Abstract
Thymic stromal lymphopoietin (TSLP) is associated with several allergic diseases including asthma. Two isoforms of TSLP exist in humans, a long form (lfTSLP) and a short form (sfTSLP), displaying distinct immunological functions. Recently, TSLP was found to be upregulated in human airway cells upon human metapneumovirus (hMPV) infection, yet it remains unclear if the two isoforms are regulated differently during hMPV infection. Importantly, the molecular mechanisms underlying hMPV-mediated TSLP induction remain undescribed. In this study, we characterized the expression and regulation of TSLP in hMPV-infected human airway cells.
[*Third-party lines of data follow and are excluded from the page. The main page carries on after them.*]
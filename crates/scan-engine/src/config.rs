//! 스캔 엔진 설정
//!
//! [`ScanEngineConfig`]는 core의 [`WardenConfig`]를 엔진 구성요소가 바로 쓸 수 있는
//! 평면 구조로 변환한 설정입니다.
//!
//! # 사용 예시
//! ```ignore
//! use imagewarden_core::config::WardenConfig;
//! use imagewarden_scan_engine::config::ScanEngineConfig;
//!
//! let core_config = WardenConfig::default();
//! let config = ScanEngineConfig::from_core(&core_config);
//! ```

use std::path::PathBuf;
use std::time::Duration;

use imagewarden_core::config::WardenConfig;
use serde::{Deserialize, Serialize};

use crate::error::ScanEngineError;

/// 설정 상한값 상수
const MAX_TIMEOUT_SECS: u64 = 3600;
const MAX_OBSERVATION_WINDOW_SECS: u64 = 600;
const MAX_TAIL_LINES: usize = 10_000;

/// 스캔 엔진 설정
#[derive(Debug, Clone, Serialize, Deserialize)]
pub struct ScanEngineConfig {
    /// 스테이징 작업 디렉토리
    pub work_dir: PathBuf,

    // --- 이미지 확인 / 스테이징 ---
    /// 이미지 pull 타임아웃 (초)
    pub pull_timeout_secs: u64,
    /// `docker save` 타임아웃 (초)
    pub save_timeout_secs: u64,
    /// 아카이브 추출 타임아웃 (초)
    pub extract_timeout_secs: u64,
    /// 기존 추출 디렉토리 재사용 여부
    pub reuse_existing_extraction: bool,

    // --- 정적 분석 ---
    /// 취약점 스캐너 활성화
    pub vulnerability_enabled: bool,
    /// trivy 실행 파일
    pub trivy_binary: String,
    /// 취약점 스캔 타임아웃 (초)
    pub vulnerability_timeout_secs: u64,
    /// 시그니처 스캐너 활성화
    pub signature_enabled: bool,
    /// yara 실행 파일
    pub yara_binary: String,
    /// YARA 룰 파일 경로
    pub yara_rules_path: String,
    /// 시그니처 스캔 타임아웃 (초)
    pub signature_timeout_secs: u64,
    /// 안티바이러스 활성화
    pub antivirus_enabled: bool,
    /// clamscan 실행 파일
    pub clamscan_binary: String,
    /// 안티바이러스 스캔 타임아웃 (초)
    pub antivirus_timeout_secs: u64,

    // --- 동적 분석 ---
    /// 샌드박스 활성화
    pub sandbox_enabled: bool,
    /// 관찰 윈도우 (초)
    pub observation_window_secs: u64,
    /// 샌드박스 컨테이너 이름 접두어
    pub sandbox_name_prefix: String,
    /// Falco 알림 로그 경로
    pub alert_log_path: PathBuf,
    /// 읽어올 알림 라인 수
    pub alert_tail_lines: usize,
    /// 알림 수집 타임아웃 (초)
    pub collect_timeout_secs: u64,

    // --- 정리 ---
    /// 스캔 후 아티팩트 보존 여부
    pub keep_artifacts: bool,
}

impl Default for ScanEngineConfig {
    fn default() -> Self {
        Self::from_core(&WardenConfig::default())
    }
}

impl ScanEngineConfig {
    /// core의 `WardenConfig`에서 엔진 설정을 생성합니다.
    pub fn from_core(core: &WardenConfig) -> Self {
        Self {
            work_dir: PathBuf::from(&core.general.work_dir),
            pull_timeout_secs: core.docker.pull_timeout_secs,
            save_timeout_secs: core.stage.save_timeout_secs,
            extract_timeout_secs: core.stage.extract_timeout_secs,
            reuse_existing_extraction: core.stage.reuse_existing_extraction,
            vulnerability_enabled: core.vulnerability.enabled,
            trivy_binary: core.vulnerability.binary.clone(),
            vulnerability_timeout_secs: core.vulnerability.timeout_secs,
            signature_enabled: core.signature.enabled,
            yara_binary: core.signature.binary.clone(),
            yara_rules_path: core.signature.rules_path.clone(),
            signature_timeout_secs: core.signature.timeout_secs,
            antivirus_enabled: core.antivirus.enabled,
            clamscan_binary: core.antivirus.binary.clone(),
            antivirus_timeout_secs: core.antivirus.timeout_secs,
            sandbox_enabled: core.sandbox.enabled,
            observation_window_secs: core.sandbox.observation_window_secs,
            sandbox_name_prefix: core.sandbox.name_prefix.clone(),
            alert_log_path: PathBuf::from(&core.runtime.alert_log_path),
            alert_tail_lines: core.runtime.tail_lines,
            collect_timeout_secs: core.runtime.collect_timeout_secs,
            keep_artifacts: core.cleanup.keep_artifacts,
        }
    }

    /// 설정값의 유효성을 검증합니다.
    pub fn validate(&self) -> Result<(), ScanEngineError> {
        if self.work_dir.as_os_str().is_empty() {
            return Err(config_error("work_dir", "must not be empty".to_owned()));
        }

        for (field, secs) in [
            ("pull_timeout_secs", self.pull_timeout_secs),
            ("save_timeout_secs", self.save_timeout_secs),
            ("extract_timeout_secs", self.extract_timeout_secs),
            ("vulnerability_timeout_secs", self.vulnerability_timeout_secs),
            ("signature_timeout_secs", self.signature_timeout_secs),
            ("antivirus_timeout_secs", self.antivirus_timeout_secs),
            ("collect_timeout_secs", self.collect_timeout_secs),
        ] {
            if secs == 0 || secs > MAX_TIMEOUT_SECS {
                return Err(config_error(field, format!("must be 1-{MAX_TIMEOUT_SECS}")));
            }
        }

        if self.vulnerability_enabled && self.trivy_binary.is_empty() {
            return Err(config_error(
                "trivy_binary",
                "trivy_binary must not be empty when enabled".to_owned(),
            ));
        }
        if self.signature_enabled && self.yara_binary.is_empty() {
            return Err(config_error(
                "yara_binary",
                "yara_binary must not be empty when enabled".to_owned(),
            ));
        }
        if self.signature_enabled && self.yara_rules_path.is_empty() {
            return Err(config_error(
                "yara_rules_path",
                "yara_rules_path must not be empty when enabled".to_owned(),
            ));
        }
        if self.antivirus_enabled && self.clamscan_binary.is_empty() {
            return Err(config_error(
                "clamscan_binary",
                "clamscan_binary must not be empty when enabled".to_owned(),
            ));
        }

        if self.observation_window_secs > MAX_OBSERVATION_WINDOW_SECS {
            return Err(config_error(
                "observation_window_secs",
                format!("must be 0-{MAX_OBSERVATION_WINDOW_SECS}"),
            ));
        }
        if self.sandbox_enabled && self.sandbox_name_prefix.is_empty() {
            return Err(config_error(
                "sandbox_name_prefix",
                "sandbox_name_prefix must not be empty when enabled".to_owned(),
            ));
        }

        if self.alert_tail_lines == 0 || self.alert_tail_lines > MAX_TAIL_LINES {
            return Err(config_error(
                "alert_tail_lines",
                format!("must be 1-{MAX_TAIL_LINES}"),
            ));
        }

        Ok(())
    }

    /// pull 타임아웃
    pub fn pull_timeout(&self) -> Duration {
        Duration::from_secs(self.pull_timeout_secs)
    }

    /// 관찰 윈도우
    pub fn observation_window(&self) -> Duration {
        Duration::from_secs(self.observation_window_secs)
    }
}

fn config_error(field: &str, reason: String) -> ScanEngineError {
    ScanEngineError::Config {
        field: field.to_owned(),
        reason,
    }
}

/// 스캔 엔진 설정 빌더
#[derive(Default)]
pub struct ScanEngineConfigBuilder {
    config: ScanEngineConfig,
}

impl ScanEngineConfigBuilder {
    /// 기본값으로 새 빌더를 생성합니다.
    pub fn new() -> Self {
        Self::default()
    }

    /// 작업 디렉토리를 설정합니다.
    pub fn work_dir(mut self, dir: impl Into<PathBuf>) -> Self {
        self.config.work_dir = dir.into();
        self
    }

    /// pull 타임아웃(초)을 설정합니다.
    pub fn pull_timeout_secs(mut self, secs: u64) -> Self {
        self.config.pull_timeout_secs = secs;
        self
    }

    /// `docker save` 타임아웃(초)을 설정합니다.
    pub fn save_timeout_secs(mut self, secs: u64) -> Self {
        self.config.save_timeout_secs = secs;
        self
    }

    /// 추출 타임아웃(초)을 설정합니다.
    pub fn extract_timeout_secs(mut self, secs: u64) -> Self {
        self.config.extract_timeout_secs = secs;
        self
    }

    /// 기존 추출 디렉토리 재사용 여부를 설정합니다.
    pub fn reuse_existing_extraction(mut self, reuse: bool) -> Self {
        self.config.reuse_existing_extraction = reuse;
        self
    }

    /// 취약점 스캐너 활성화 여부를 설정합니다.
    pub fn vulnerability_enabled(mut self, enabled: bool) -> Self {
        self.config.vulnerability_enabled = enabled;
        self
    }

    /// trivy 실행 파일을 설정합니다.
    pub fn trivy_binary(mut self, binary: impl Into<String>) -> Self {
        self.config.trivy_binary = binary.into();
        self
    }

    /// 취약점 스캔 타임아웃(초)을 설정합니다.
    pub fn vulnerability_timeout_secs(mut self, secs: u64) -> Self {
        self.config.vulnerability_timeout_secs = secs;
        self
    }

    /// 시그니처 스캐너 활성화 여부를 설정합니다.
    pub fn signature_enabled(mut self, enabled: bool) -> Self {
        self.config.signature_enabled = enabled;
        self
    }

    /// yara 실행 파일을 설정합니다.
    pub fn yara_binary(mut self, binary: impl Into<String>) -> Self {
        self.config.yara_binary = binary.into();
        self
    }

    /// YARA 룰 파일 경로를 설정합니다.
    pub fn yara_rules_path(mut self, path: impl Into<String>) -> Self {
        self.config.yara_rules_path = path.into();
        self
    }

    /// 시그니처 스캔 타임아웃(초)을 설정합니다.
    pub fn signature_timeout_secs(mut self, secs: u64) -> Self {
        self.config.signature_timeout_secs = secs;
        self
    }

    /// 안티바이러스 활성화 여부를 설정합니다.
    pub fn antivirus_enabled(mut self, enabled: bool) -> Self {
        self.config.antivirus_enabled = enabled;
        self
    }

    /// clamscan 실행 파일을 설정합니다.
    pub fn clamscan_binary(mut self, binary: impl Into<String>) -> Self {
        self.config.clamscan_binary = binary.into();
        self
    }

    /// 안티바이러스 스캔 타임아웃(초)을 설정합니다.
    pub fn antivirus_timeout_secs(mut self, secs: u64) -> Self {
        self.config.antivirus_timeout_secs = secs;
        self
    }

    /// 샌드박스 활성화 여부를 설정합니다.
    pub fn sandbox_enabled(mut self, enabled: bool) -> Self {
        self.config.sandbox_enabled = enabled;
        self
    }

    /// 관찰 윈도우(초)를 설정합니다.
    pub fn observation_window_secs(mut self, secs: u64) -> Self {
        self.config.observation_window_secs = secs;
        self
    }

    /// 샌드박스 이름 접두어를 설정합니다.
    pub fn sandbox_name_prefix(mut self, prefix: impl Into<String>) -> Self {
        self.config.sandbox_name_prefix = prefix.into();
        self
    }

    /// Falco 알림 로그 경로를 설정합니다.
    pub fn alert_log_path(mut self, path: impl Into<PathBuf>) -> Self {
        self.config.alert_log_path = path.into();
        self
    }

    /// 읽어올 알림 라인 수를 설정합니다.
    pub fn alert_tail_lines(mut self, lines: usize) -> Self {
        self.config.alert_tail_lines = lines;
        self
    }

    /// 알림 수집 타임아웃(초)을 설정합니다.
    pub fn collect_timeout_secs(mut self, secs: u64) -> Self {
        self.config.collect_timeout_secs = secs;
        self
    }

    /// 아티팩트 보존 여부를 설정합니다.
    pub fn keep_artifacts(mut self, keep: bool) -> Self {
        self.config.keep_artifacts = keep;
        self
    }

    /// 설정을 검증하고 `ScanEngineConfig`를 생성합니다.
    pub fn build(self) -> Result<ScanEngineConfig, ScanEngineError> {
        self.config.validate()?;
        Ok(self.config)
    }
}

#[cfg(test)]
mod tests {
    use super::*;

    #[test]
    fn default_config_is_valid() {
        ScanEngineConfig::default().validate().unwrap();
    }

    #[test]
    fn from_core_preserves_values() {
        let mut core = WardenConfig::default();
        core.general.work_dir = "/var/tmp/imagewarden".to_owned();
        core.signature.rules_path = "/etc/yara/rules.yar".to_owned();
        core.sandbox.enabled = false;
        core.runtime.tail_lines = 50;
        core.cleanup.keep_artifacts = true;

        let config = ScanEngineConfig::from_core(&core);
        assert_eq!(config.work_dir, PathBuf::from("/var/tmp/imagewarden"));
        assert_eq!(config.yara_rules_path, "/etc/yara/rules.yar");
        assert!(!config.sandbox_enabled);
        assert_eq!(config.alert_tail_lines, 50);
        assert!(config.keep_artifacts);
        assert_eq!(config.vulnerability_timeout_secs, 120);
        assert_eq!(config.signature_timeout_secs, 30);
    }

    #[test]
    fn validate_rejects_zero_timeout() {
        let config = ScanEngineConfig {
            signature_timeout_secs: 0,
            ..Default::default()
        };
        let err = config.validate().unwrap_err();
        assert!(err.to_string().contains("signature_timeout_secs"));
    }

    #[test]
    fn validate_rejects_excessive_timeout() {
        let config = ScanEngineConfig {
            pull_timeout_secs: MAX_TIMEOUT_SECS + 1,
            ..Default::default()
        };
        assert!(config.validate().is_err());
    }

    #[test]
    fn validate_rejects_empty_binary_when_enabled() {
        let config = ScanEngineConfig {
            clamscan_binary: String::new(),
            ..Default::default()
        };
        assert!(config.validate().is_err());
    }

    #[test]
    fn validate_accepts_empty_binary_when_disabled() {
        let config = ScanEngineConfig {
            trivy_binary: String::new(),
            vulnerability_enabled: false,
            ..Default::default()
        };
        config.validate().unwrap();
    }

    #[test]
    fn validate_rejects_zero_tail_lines() {
        let config = ScanEngineConfig {
            alert_tail_lines: 0,
            ..Default::default()
        };
        assert!(config.validate().is_err());
    }

    #[test]
    fn builder_creates_valid_config() {
        let config = ScanEngineConfigBuilder::new()
            .work_dir("/scratch")
            .observation_window_secs(0)
            .sandbox_enabled(false)
            .alert_tail_lines(100)
            .build()
            .unwrap();
        assert_eq!(config.work_dir, PathBuf::from("/scratch"));
        assert_eq!(config.observation_window(), Duration::ZERO);
        assert_eq!(config.alert_tail_lines, 100);
    }

    #[test]
    fn builder_rejects_invalid_config() {
        let result = ScanEngineConfigBuilder::new()
            .observation_window_secs(MAX_OBSERVATION_WINDOW_SECS + 1)
            .build();
        assert!(result.is_err());
    }
}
We demonstrated that hMPV strongly induced the expression of pro-inflammatory lfTSLP in human airway epithelial cells and lung fibroblasts. Further, knockdown of pattern recognition receptors retinoic acid-inducible gene I (RIG-I) or Toll-like receptor 3 (TLR3), as well as downstream signal transducers, abrogated hMPV-mediated lfTSLP induction. Importantly, silencing of TANK-binding kinase 1 (TBK1) also impaired hMPV-mediated lfTSLP induction, which could be attributed to compromised NF-κB activation. Overall, these results suggest that TBK1 may be instrumental for hMPV-mediated activation of NF-κB downstream RIG-I and TLR3, leading to a specific induction of lfTSLP in hMPV-infected human airway cells.
Highlights
Respiratory tract infections (RTIs) are a major cause of childhood mortality and morbidity worldwide, especially in developing countries[1]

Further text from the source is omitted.